**What you are asked to do:**
Gather each line of the records where "Some" appears.

**Data:**
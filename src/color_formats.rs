// Copyright (c) 2025 R3BL LLC. Licensed under Apache License, Version 2.0.

//! Rendering a [`ColorValue`] into the supported textual forms.
//!
//! Percentage and HSL components are rendered at the value's
//! [`precision`](ColorValue::precision); alpha is rendered at twice that.
//! Fixed-decimal output drops trailing fractional zeros, so `gold` renders
//! as `rgba(100%,84.31%,0%,1)` rather than `rgba(100.00%,84.31%,0.00%,1.0000)`.

use crate::{ColorValue, InlineString,
            color_math::{format_fixed, rgb_to_hsl},
            keyword_table::{self, KeywordRegistry, TRANSPARENT_KEY}};
use std::fmt::Write as _;
use strum_macros::{Display, EnumIter, EnumString};

/// The textual forms a parsed color can be rendered into. Parses
/// case-insensitively from the form's name (`"rgb"`, `"PercentageRGBA"`,
/// `"HSLA"`, …) via [`core::str::FromStr`].
#[derive(Debug, Clone, Copy, PartialEq, Eq, Hash, Display, EnumIter, EnumString)]
#[strum(ascii_case_insensitive)]
pub enum ColorFormat {
    #[strum(serialize = "rgb")]
    Rgb,
    #[strum(serialize = "percentagergb")]
    PercentageRgb,
    #[strum(serialize = "rgba")]
    Rgba,
    #[strum(serialize = "percentagergba")]
    PercentageRgba,
    #[strum(serialize = "hsl")]
    Hsl,
    #[strum(serialize = "hsla")]
    Hsla,
    #[strum(serialize = "hex")]
    Hex,
    #[strum(serialize = "hexa")]
    Hexa,
    #[strum(serialize = "keyword")]
    Keyword,
}

/// Channels are stored in `[0, 255]`, so the rounded value always fits a
/// byte.
fn round_channel(value: f64) -> u8 { value.round() as u8 }

impl ColorValue {
    /// `rgb(r,g,b)` with integer-rounded channels.
    #[must_use]
    pub fn to_rgb(&self) -> InlineString {
        let mut acc = InlineString::new();
        _ = write!(
            acc,
            "rgb({r},{g},{b})",
            r = round_channel(self.red()),
            g = round_channel(self.green()),
            b = round_channel(self.blue()),
        );
        acc
    }

    /// `rgb(p%,p%,p%)` with channels as percentages of 255.
    #[must_use]
    pub fn to_percentage_rgb(&self) -> InlineString {
        let digits = self.precision();
        let mut acc = InlineString::new();
        _ = write!(
            acc,
            "rgb({r}%,{g}%,{b}%)",
            r = format_fixed(self.red() / 255.0 * 100.0, digits).as_str(),
            g = format_fixed(self.green() / 255.0 * 100.0, digits).as_str(),
            b = format_fixed(self.blue() / 255.0 * 100.0, digits).as_str(),
        );
        acc
    }

    /// `rgba(r,g,b,a)` with integer-rounded channels and alpha at
    /// `2 × precision` decimals.
    #[must_use]
    pub fn to_rgba(&self) -> InlineString {
        let mut acc = InlineString::new();
        _ = write!(
            acc,
            "rgba({r},{g},{b},{a})",
            r = round_channel(self.red()),
            g = round_channel(self.green()),
            b = round_channel(self.blue()),
            a = format_fixed(self.alpha(), 2 * self.precision()).as_str(),
        );
        acc
    }

    /// `rgba(p%,p%,p%,a)` with percentage channels and alpha at
    /// `2 × precision` decimals.
    #[must_use]
    pub fn to_percentage_rgba(&self) -> InlineString {
        let digits = self.precision();
        let mut acc = InlineString::new();
        _ = write!(
            acc,
            "rgba({r}%,{g}%,{b}%,{a})",
            r = format_fixed(self.red() / 255.0 * 100.0, digits).as_str(),
            g = format_fixed(self.green() / 255.0 * 100.0, digits).as_str(),
            b = format_fixed(self.blue() / 255.0 * 100.0, digits).as_str(),
            a = format_fixed(self.alpha(), 2 * digits).as_str(),
        );
        acc
    }

    /// `hsl(h,s%,l%)` derived via RGB → HSL conversion.
    #[must_use]
    pub fn to_hsl(&self) -> InlineString {
        let digits = self.precision();
        let hsl = rgb_to_hsl(self.red(), self.green(), self.blue());
        let mut acc = InlineString::new();
        _ = write!(
            acc,
            "hsl({h},{s}%,{l}%)",
            h = format_fixed(hsl.hue * 360.0, digits).as_str(),
            s = format_fixed(hsl.saturation * 100.0, digits).as_str(),
            l = format_fixed(hsl.lightness * 100.0, digits).as_str(),
        );
        acc
    }

    /// `hsla(h,s%,l%,a)` with alpha at `2 × precision` decimals.
    #[must_use]
    pub fn to_hsla(&self) -> InlineString {
        let digits = self.precision();
        let hsl = rgb_to_hsl(self.red(), self.green(), self.blue());
        let mut acc = InlineString::new();
        _ = write!(
            acc,
            "hsla({h},{s}%,{l}%,{a})",
            h = format_fixed(hsl.hue * 360.0, digits).as_str(),
            s = format_fixed(hsl.saturation * 100.0, digits).as_str(),
            l = format_fixed(hsl.lightness * 100.0, digits).as_str(),
            a = format_fixed(self.alpha(), 2 * digits).as_str(),
        );
        acc
    }

    /// `#RRGGBB` uppercase, integer-rounded channels.
    #[must_use]
    pub fn to_hex(&self) -> InlineString {
        let mut acc = InlineString::new();
        _ = write!(
            acc,
            "#{r:02X}{g:02X}{b:02X}",
            r = round_channel(self.red()),
            g = round_channel(self.green()),
            b = round_channel(self.blue()),
        );
        acc
    }

    /// `#RRGGBBAA` uppercase; the alpha byte is `round(alpha × 255)`.
    #[must_use]
    pub fn to_hexa(&self) -> InlineString {
        let mut acc = self.to_hex();
        _ = write!(acc, "{a:02X}", a = round_channel(self.alpha() * 255.0));
        acc
    }

    /// Reverse keyword lookup in the process-wide table. Colors with alpha
    /// exactly zero map to the fully-transparent entry; otherwise the
    /// integer-rounded channels plus full opacity are looked up. No match
    /// renders as the empty string.
    #[must_use]
    pub fn to_keyword(&self) -> InlineString {
        self.to_keyword_with(&keyword_table::global_keywords())
    }

    /// [`to_keyword`](Self::to_keyword) against an injected registry.
    #[must_use]
    pub fn to_keyword_with(&self, registry: &KeywordRegistry) -> InlineString {
        let key = if self.alpha() == 0.0 {
            InlineString::from(TRANSPARENT_KEY)
        } else {
            let mut acc = InlineString::new();
            _ = write!(
                acc,
                "{r:02x}{g:02x}{b:02x}ff",
                r = round_channel(self.red()),
                g = round_channel(self.green()),
                b = round_channel(self.blue()),
            );
            acc
        };
        registry
            .keyword_for(key.as_str())
            .map_or_else(InlineString::new, InlineString::from)
    }

    /// Render in the given form.
    #[must_use]
    pub fn render(&self, format: ColorFormat) -> InlineString {
        match format {
            ColorFormat::Rgb => self.to_rgb(),
            ColorFormat::PercentageRgb => self.to_percentage_rgb(),
            ColorFormat::Rgba => self.to_rgba(),
            ColorFormat::PercentageRgba => self.to_percentage_rgba(),
            ColorFormat::Hsl => self.to_hsl(),
            ColorFormat::Hsla => self.to_hsla(),
            ColorFormat::Hex => self.to_hex(),
            ColorFormat::Hexa => self.to_hexa(),
            ColorFormat::Keyword => self.to_keyword(),
        }
    }

    /// Render by format name, case-insensitively. An absent or unrecognized
    /// name falls back to hex.
    #[must_use]
    pub fn render_named(&self, format_name: Option<&str>) -> InlineString {
        format_name
            .and_then(|name| name.parse::<ColorFormat>().ok())
            .map_or_else(|| self.to_hex(), |format| self.render(format))
    }
}

mod impl_display {
    use super::ColorValue;
    use std::fmt;

    impl fmt::Display for ColorValue {
        /// The default rendering is hex, matching
        /// [`render_named`](ColorValue::render_named) with no name.
        fn fmt(&self, f: &mut fmt::Formatter<'_>) -> fmt::Result {
            f.write_str(self.to_hex().as_str())
        }
    }
}

#[cfg(test)]
mod tests {
    use super::*;
    use crate::assert_eq2;
    use strum::IntoEnumIterator;
    use test_case::test_case;

    #[test]
    fn test_gold_renders_every_form() {
        let gold = ColorValue::parse("gold").unwrap();
        assert_eq2!(gold.to_hex().as_str(), "#FFD700");
        assert_eq2!(gold.to_hexa().as_str(), "#FFD700FF");
        assert_eq2!(gold.to_rgb().as_str(), "rgb(255,215,0)");
        assert_eq2!(gold.to_rgba().as_str(), "rgba(255,215,0,1)");
        assert_eq2!(gold.to_percentage_rgb().as_str(), "rgb(100%,84.31%,0%)");
        assert_eq2!(gold.to_percentage_rgba().as_str(), "rgba(100%,84.31%,0%,1)");
        assert_eq2!(gold.to_hsl().as_str(), "hsl(50.59,100%,50%)");
        assert_eq2!(gold.to_hsla().as_str(), "hsla(50.59,100%,50%,1)");
        assert_eq2!(gold.to_keyword().as_str(), "gold");
    }

    #[test_case(2, "rgba(100%,84.31%,0%,1)")]
    #[test_case(3, "rgba(100%,84.314%,0%,1)")]
    #[test_case(6, "rgba(100%,84.313725%,0%,1)")]
    fn test_precision_controls_percentage_output(digits: usize, expected: &str) {
        let mut gold = ColorValue::parse("gold").unwrap();
        gold.set_precision(digits);
        assert_eq2!(gold.to_percentage_rgba().as_str(), expected);
    }

    #[test]
    fn test_alpha_renders_at_twice_precision() {
        let mut color = ColorValue::parse("rgba(0,0,0,0.123456789)").unwrap();
        assert_eq2!(color.to_rgba().as_str(), "rgba(0,0,0,0.1235)");
        color.set_precision(1);
        assert_eq2!(color.to_rgba().as_str(), "rgba(0,0,0,0.12)");
    }

    #[test]
    fn test_hex_pads_to_two_digits() {
        let color = ColorValue::parse("rgb(1,2,3)").unwrap();
        assert_eq2!(color.to_hex().as_str(), "#010203");
        assert_eq2!(color.to_hexa().as_str(), "#010203FF");
    }

    #[test]
    fn test_keyword_of_transparent_and_unknown_colors() {
        let transparent = ColorValue::parse("transparent").unwrap();
        assert_eq2!(transparent.to_keyword().as_str(), "transparent");

        // rgba(0,0,0,0) has alpha exactly zero, so it maps to the
        // transparent entry, not to black.
        let zero_alpha = ColorValue::parse("rgba(0,0,0,0)").unwrap();
        assert_eq2!(zero_alpha.to_keyword().as_str(), "transparent");

        let unknown = ColorValue::parse("#123456").unwrap();
        assert_eq2!(unknown.to_keyword().as_str(), "");
    }

    #[test]
    fn test_keyword_lookup_assumes_full_opacity() {
        // Any non-zero alpha keys on the RGB channels plus an ff alpha byte,
        // so translucent gold still reverse-resolves to gold.
        let translucent = ColorValue::parse("rgba(255,215,0,0.5)").unwrap();
        assert_eq2!(translucent.to_keyword().as_str(), "gold");
    }

    #[test]
    fn test_render_dispatches_every_format() {
        let gold = ColorValue::parse("gold").unwrap();
        for format in ColorFormat::iter() {
            let name = format.to_string();
            assert_eq2!(gold.render(format), gold.render_named(Some(name.as_str())));
        }
    }

    #[test_case(Some("RGB"), "rgb(255,215,0)")]
    #[test_case(Some("PercentageRGBA"), "rgba(100%,84.31%,0%,1)")]
    #[test_case(Some("hexa"), "#FFD700FF")]
    #[test_case(Some("Keyword"), "gold")]
    #[test_case(Some("bogus"), "#FFD700")]
    #[test_case(None, "#FFD700")]
    fn test_render_named(format_name: Option<&str>, expected: &str) {
        let gold = ColorValue::parse("gold").unwrap();
        assert_eq2!(gold.render_named(format_name).as_str(), expected);
    }

    #[test]
    fn test_display_is_hex() {
        let gold = ColorValue::parse("gold").unwrap();
        assert_eq2!(gold.to_string(), "#FFD700");
    }

    #[test]
    fn test_format_names_round_trip() {
        for format in ColorFormat::iter() {
            let name = format.to_string();
            assert_eq2!(name.parse::<ColorFormat>(), Ok(format));
        }
    }
}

**Exercise result:**
            assert_eq2!(gold.render(format), gold.render_named(Some(name.as_str())));
    #[test_case(Some("RGB"), "rgb(255,215,0)")]
    #[test_case(Some("PercentageRGBA"), "rgba(100%,84.31%,0%,1)")]
    #[test_case(Some("hexa"), "#FFD700FF")]
    #[test_case(Some("Keyword"), "gold")]
    #[test_case(Some("bogus"), "#FFD700")]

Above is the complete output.